Item 3. Source and Amount of Funds or Other Consideration
Item 3 of the Original Schedule 13D is hereby amended and restated as follows:
Twin Haven III and Twin Haven IV expended an aggregate of approximately 54,979,483 of its investment capital to purchase the 2,515,321 shares of Common Stock included in this Schedule 13D. Such shares were acquired through the plan of reorganization of the Company, through open market purchases and from the Company pursuant to an exercise of warrants to acquire shares of Common Stock.
Item 4. Purpose of the Transaction
Item 4 of the Schedule 13D is hereby amended to include the following:
On March 14, 2016, the Twin Haven III, Twin Haven IV, GP III, GP IV and the Manager (collectively, “Twin Haven”) entered into a Nomination, Standstill, and Support Agreement (a copy of which is attached as Exhibit 99.2 hereto) (the “Standstill Agreement”) with the Company pursuant to which the Nominating and Governance Committee of the Company’s board of directors (the “Board”) agreed, subject to the terms thereof, to recommend and nominate, at the Company’s Annual Meeting of Stockholders in 2016, 2017, and 2018, Robert Webster, an employee of Twin Haven (or an alternate candidate) (the “TH Board Designee”), to serve as a director of the Company. The Company agreed that the TH Board Designee is to be a member of any special committee of the Board formed in connection with the evaluation or oversight of any potential strategic event that may result in a material change to the Company’s capital structure (including, but not limited to, a change of control of the Company), provided that Twin Haven does not have any financial or other interest in such potential transaction. In connection with the Standstill Agreement, the Company and Twin Haven entered into a Confidentiality Agreement (in the form attached as Exhibit B to the Standstill Agreement) (the “Confidentiality Agreement”) in order to maintain the confidentiality of information related to the Company’s business that may be provided to Twin Haven or to the TH Board Designee.
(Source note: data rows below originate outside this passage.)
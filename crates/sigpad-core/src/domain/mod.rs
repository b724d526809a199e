//! Domain entities for SigPad.
//!
//! This module contains pure data types with no infrastructure dependencies:
//! the raw pen report model produced by the pad bridge, the device capability
//! and ink-threshold snapshots fetched at session setup, and the output-space
//! geometry types consumed by the rendering sink.  Code here compiles and
//! tests on any platform without a pad attached.

pub mod pen;

pub use pen::{
    DeviceCapability, DeviceDescriptor, InkThreshold, PenReport, PenSample, Point, Segment,
};
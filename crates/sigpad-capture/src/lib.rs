//! sigpad-capture library entry point.
//!
//! Re-exports all public modules so that integration tests in `tests/`
//! and the binary entry point in `main.rs` share the same module tree.

pub mod application;
pub mod infrastructure;
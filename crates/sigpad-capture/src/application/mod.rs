//! Application layer for the capture binary.
//!
//! Use cases depend only on the bridge/render trait seams and the
//! `sigpad-core` domain; all infrastructure implementations are injected at
//! construction time, keeping both use cases fully unit-testable.

pub mod capture_controller;
pub mod session_manager;

pub use capture_controller::{CaptureController, CaptureError};
pub use session_manager::{ConnectionState, RetryPolicy, Session, SessionError, SessionManager};
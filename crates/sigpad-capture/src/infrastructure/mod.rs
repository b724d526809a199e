//! Infrastructure for the capture application: the device bridge seam, the
//! raster rendering surface, and configuration persistence.

pub mod bridge;
pub mod render;
pub mod storage;
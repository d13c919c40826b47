//! Vitalis Core Library
//!
//! Patient record and clinical history management for a single-desk clinic.
//!
//! # Architecture
//!
//! ```text
//! Menu (vitalis-cli)
//!       │
//!       ▼
//! Service layer (validation, patient + history orchestration)
//!       │
//!       ▼
//! Database layer (parameterized SQL, soft-delete filtering, eager join)
//!       │
//!       ▼
//! SQLite (single shared connection)
//! ```
//!
//! # Core Principles
//!
//! - **Soft delete everywhere.** Rows are flagged `deleted = 1`, never
//!   physically removed; every default read path filters them out.
//! - **Eager history load.** Patient reads hydrate the active clinical
//!   history in the same query via a left join.
//! - **One connection, one statement per call.** Each store call runs exactly
//!   one blocking query against the shared connection.
//!
//! # Modules
//!
//! - [`db`]: SQLite database layer (schema, per-entity store operations)
//! - [`models`]: Domain types (Patient, ClinicalHistory, BloodType)
//! - [`service`]: Application rules on top of the stores

pub mod db;
pub mod models;
pub mod service;

// Re-export commonly used types
pub use db::{Database, DbError, DbResult};
pub use models::{BloodType, ClinicalHistory, ParseBloodTypeError, Patient};
pub use service::{HistoryService, PatientService, ServiceError, ServiceResult};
The Confidentiality Agreement will remain in effect until 90 days after the date on which the TH Board Designee no longer serves as a director of the Company.
The Standstill Agreement has a three-year term, with the possibility of earlier termination under certain circumstances. Pursuant to the Standstill Agreement, Twin Haven and its affiliates cannot acquire more than 31.5% of the shares of the Company’s voting securities. Twin Haven is also prohibited from engaging in certain activities with respect to the Company’s securities or assets. These activities include, but are not limited to, the following: participating in a “group” within the meaning of Section 13(d)(3) of the Exchange Act, seeking a change in the Board’s composition, soliciting proxies, consents or other voting authority with respect to the Company’s voting securities, selling the Company’s securities to persons where, in certain circumstances, such sale results in that person owning greater than a specific percentage of the securities, making or participating in a proposal regarding certain extraordinary corporate transactions involving the Company or its securities, which include, but are not limited to, any merger, reorganization, recapitalization, extraordinary dividend, liquidation, tender or exchange offer or non-ordinary course sale or transfer of assets. Twin Haven also cannot participate in any litigation against the Company or any of its current or former directors or officers (except for litigation arising out of the Standstill Agreement or the Confidentiality Agreement). Pursuant to the Standstill Agreement, if Twin Haven petitions the Hawaii Public Utilities Commission to acquire additional shares of the Company’s outstanding stock (up to a maximum of 31.5%), the Company will also issue a letter, in form reasonably acceptable to Twin Haven, in support of Twin Haven’s petition. Additionally, if the Company waives or modifies any term of the Nomination, Standstill and Support Agreement or Confidentiality Agreement (collectively, the “Black Diamond Agreement”) with Black Diamond Capital Management L.L.C. (“Black Diamond”) or enters into a new agreement with Black Diamond, the Company must offer substantially similar treatment to Twin Haven if the facts and circumstances of each of Black Diamond and Twin Haven are substantially equivalent at that time. The Company may not, without Twin Haven’s consent, waive Black Diamond’s voting support obligations under the Black Diamond Agreement.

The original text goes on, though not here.